= Eugene O. Major =

American virologist

Eugene O. "Gene" Major is a senior investigator at the National Institute of Neurological Disorders and Stroke (NINDS), a part of the United States National Institutes of Health (NIH). Major conducts research into the neurological diseases including progressive multifocal leukoencephalopathy (PML), caused by JC virus and often found in immunosuppressed patients such as those with HIV/AIDS. Major has published over 140 scientific articles and reviews in the peer-reviewed literature and has contributed to Fields Virology, a standard virology textbook.

==Training and career==
As an undergraduate, Major attended the College of the Holy Cross in Worcester, Massachusetts He earned MS and PhD degrees at the University of Illinois College of Medicine, where he researched papovaviruses such as BK virus with Giampiero Di Mayorca. (The papovaviruses have since been split into two categories: papillomaviruses and polyomaviruses.)

In his first faculty position, Major was an associate professor at the University of Illinois Medical School. He later moved to the Loyola University Medical School in Chicago, where he also served as Associate Dean of Graduate Programs.

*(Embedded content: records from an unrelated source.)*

//! Node-shape contract checks, run over the whole tree before analysis.

use crate::error::{AnalyzeError, MalformedReason};
use rustc_hash::FxHashSet;
use tsscope_ast::visitor::*;
use tsscope_ast::*;
use tsscope_core::intern::StringInterner;

/// Check every node of `file`. Returns the number of nodes seen.
pub(crate) fn validate_tree(file: &SourceFile<'_>) -> Result<usize, AnalyzeError> {
    let mut validator = TreeValidator {
        interner: &file.interner,
        seen: FxHashSet::default(),
        error: None,
        infer_allowed: false,
    };
    validator.visit_source_file(file);
    match validator.error {
        Some(err) => Err(err),
        None => Ok(validator.seen.len()),
    }
}

struct TreeValidator<'i> {
    interner: &'i StringInterner,
    seen: FxHashSet<NodeId>,
    error: Option<AnalyzeError>,
    /// Inside the extends clause of a conditional type.
    infer_allowed: bool,
}

impl<'i> TreeValidator<'i> {
    fn fail(&mut self, data: &NodeData, reason: MalformedReason) {
        if self.error.is_none() {
            self.error = Some(AnalyzeError::malformed(data.id, data.range, reason));
        }
    }

    fn check_name(&mut self, node: &Identifier) {
        let text = self.interner.resolve(node.text);
        if text.is_empty() || text == "#" {
            self.fail(&node.data, MalformedReason::EmptyIdentifier);
        }
    }

    fn check_for_head(&mut self, init: &ForInitializer<'_>) {
        match init {
            ForInitializer::VariableDeclarationList(list) => {
                if list.declarations.len() != 1 {
                    self.fail(
                        &list.data,
                        MalformedReason::ForInOfDeclaratorCount(list.declarations.len()),
                    );
                }
            }
            ForInitializer::Expression(expr) => {
                if !is_destructuring_target(expr) {
                    self.fail(expr.data(), MalformedReason::InvalidAssignmentTarget);
                }
            }
        }
    }
}

fn is_simple_target(expr: &Expression<'_>) -> bool {
    matches!(
        expr.skip_outer_expressions(),
        Expression::Identifier(_) | Expression::PropertyAccess(_) | Expression::ElementAccess(_)
    )
}

fn is_destructuring_target(expr: &Expression<'_>) -> bool {
    match expr.skip_outer_expressions() {
        Expression::Identifier(_) | Expression::PropertyAccess(_) | Expression::ElementAccess(_) => true,
        Expression::ArrayLiteral(array) => array.elements.iter().all(|elem| match elem {
            Expression::Omitted(_) => true,
            Expression::Spread(spread) => is_destructuring_target(spread.expression),
            other => is_target_with_default(other),
        }),
        Expression::ObjectLiteral(object) => object.properties.iter().all(|prop| match prop {
            ObjectLiteralElement::PropertyAssignment(assignment) => {
                is_target_with_default(assignment.initializer)
            }
            ObjectLiteralElement::ShorthandPropertyAssignment(_) => true,
            ObjectLiteralElement::SpreadAssignment(spread) => is_destructuring_target(spread.expression),
            ObjectLiteralElement::Method(_) => false,
        }),
        _ => false,
    }
}

fn is_target_with_default(expr: &Expression<'_>) -> bool {
    match expr {
        Expression::Binary(binary) if binary.operator == SyntaxKind::EqualsToken => {
            is_destructuring_target(binary.left)
        }
        other => is_destructuring_target(other),
    }
}

impl<'a, 'i> AstVisitor<'a> for TreeValidator<'i> {
    fn visit_node_data(&mut self, data: &NodeData, expected: SyntaxKind) {
        if self.error.is_some() {
            return;
        }
        if !data.id.is_valid() {
            self.fail(data, MalformedReason::InvalidNodeId);
        } else if !self.seen.insert(data.id) {
            self.fail(data, MalformedReason::DuplicateNodeId);
        } else if data.range.is_inverted() {
            self.fail(data, MalformedReason::InvertedRange);
        } else if data.kind != expected {
            self.fail(
                data,
                MalformedReason::KindMismatch {
                    expected,
                    found: data.kind,
                },
            );
        }
    }

    fn visit_identifier(&mut self, node: &Identifier) {
        self.visit_node_data(&node.data, SyntaxKind::Identifier);
        self.check_name(node);
    }

    fn visit_private_identifier(&mut self, node: &Identifier) {
        self.visit_node_data(&node.data, SyntaxKind::PrivateIdentifier);
        self.check_name(node);
    }

    fn visit_binary_expression(&mut self, node: &BinaryExpression<'a>) {
        if node.operator.is_assignment_operator() {
            let valid = if node.operator == SyntaxKind::EqualsToken {
                is_destructuring_target(node.left)
            } else {
                is_simple_target(node.left)
            };
            if !valid {
                self.fail(node.left.data(), MalformedReason::InvalidAssignmentTarget);
            }
        }
        walk_binary_expression(self, node);
    }

    fn visit_update_expression(&mut self, node: &UpdateExpression<'a>) {
        if !is_simple_target(node.operand) {
            self.fail(node.operand.data(), MalformedReason::InvalidAssignmentTarget);
        }
        walk_update_expression(self, node);
    }

    fn visit_for_in_statement(&mut self, node: &ForInOrOfStatement<'a>) {
        self.check_for_head(&node.initializer);
        walk_for_in_or_of_statement(self, node, SyntaxKind::ForInStatement);
    }

    fn visit_for_of_statement(&mut self, node: &ForInOrOfStatement<'a>) {
        self.check_for_head(&node.initializer);
        walk_for_in_or_of_statement(self, node, SyntaxKind::ForOfStatement);
    }

    fn visit_conditional_type(&mut self, node: &ConditionalTypeNode<'a>) {
        self.visit_node_data(&node.data, SyntaxKind::ConditionalType);
        let outer = self.infer_allowed;
        self.visit_type_node(node.check_type);
        self.infer_allowed = true;
        self.visit_type_node(node.extends_type);
        self.infer_allowed = outer;
        self.visit_type_node(node.true_type);
        self.visit_type_node(node.false_type);
    }

    fn visit_infer_type(&mut self, node: &InferTypeNode<'a>) {
        if !self.infer_allowed {
            self.fail(&node.data, MalformedReason::InferOutsideConditional);
        }
        walk_infer_type(self, node);
    }
}

#[cfg(test)]
mod tests {
    use super::*;
    use bumpalo::Bump;
    use tsscope_nodebuilder::NodeBuilder;

    #[test]
    fn test_builder_output_is_valid() {
        let arena = Bump::new();
        let b = NodeBuilder::new(&arena);
        let file = b.source_file(vec![
            b.let_(b.binding("x"), Some(b.num("1"))),
            b.expr_stmt(b.assign(b.id("x"), b.num("2"))),
        ]);
        let count = validate_tree(&file).unwrap();
        assert_eq!(count as u32, b.node_count());
    }

    #[test]
    fn test_invalid_assignment_target() {
        let arena = Bump::new();
        let b = NodeBuilder::new(&arena);
        let file = b.source_file(vec![b.expr_stmt(b.assign(b.num("1"), b.num("2")))]);
        let err = validate_tree(&file).unwrap_err();
        assert!(matches!(
            err,
            AnalyzeError::MalformedInput {
                reason: MalformedReason::InvalidAssignmentTarget,
                ..
            }
        ));
    }

    #[test]
    fn test_compound_assignment_rejects_pattern() {
        let arena = Bump::new();
        let b = NodeBuilder::new(&arena);
        let target = b.array(vec![b.id("a")]);
        let file = b.source_file(vec![b.expr_stmt(b.binary(target, SyntaxKind::PlusEqualsToken, b.num("1")))]);
        assert!(validate_tree(&file).is_err());
    }

    #[test]
    fn test_infer_outside_conditional() {
        let arena = Bump::new();
        let b = NodeBuilder::new(&arena);
        let file = b.source_file(vec![b.type_alias(b.ident("T"), vec![], b.infer(b.ident("U")))]);
        let err = validate_tree(&file).unwrap_err();
        assert!(matches!(
            err,
            AnalyzeError::MalformedInput {
                reason: MalformedReason::InferOutsideConditional,
                ..
            }
        ));
    }
}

In 1981, Major became an investigator with the Neurology Institute of the National Institutes of Health. He currently leads a molecular medicine and neuroscience laboratory as a senior investigator in the Division of Intramural Research at the National Institute of Neurological Disorders and Stroke (NINDS) of the NIH.

==Research==
Throughout his career, Major has conducted research on viruses including BK virus, adenoviruses, JC virus, simian virus 40 (SV40), HIV-1, HIV-2, HHV-6, and HPV-16.

==Coverage==
Major has been quoted extensively in news coverage of the finding that natalizumab (Tysabri) and related monoclonal antibody-based therapies increase the risk of a rare brain disease caused by JC virus. A 2001 Medscape column named Major as a leading expert in white matter brain disease.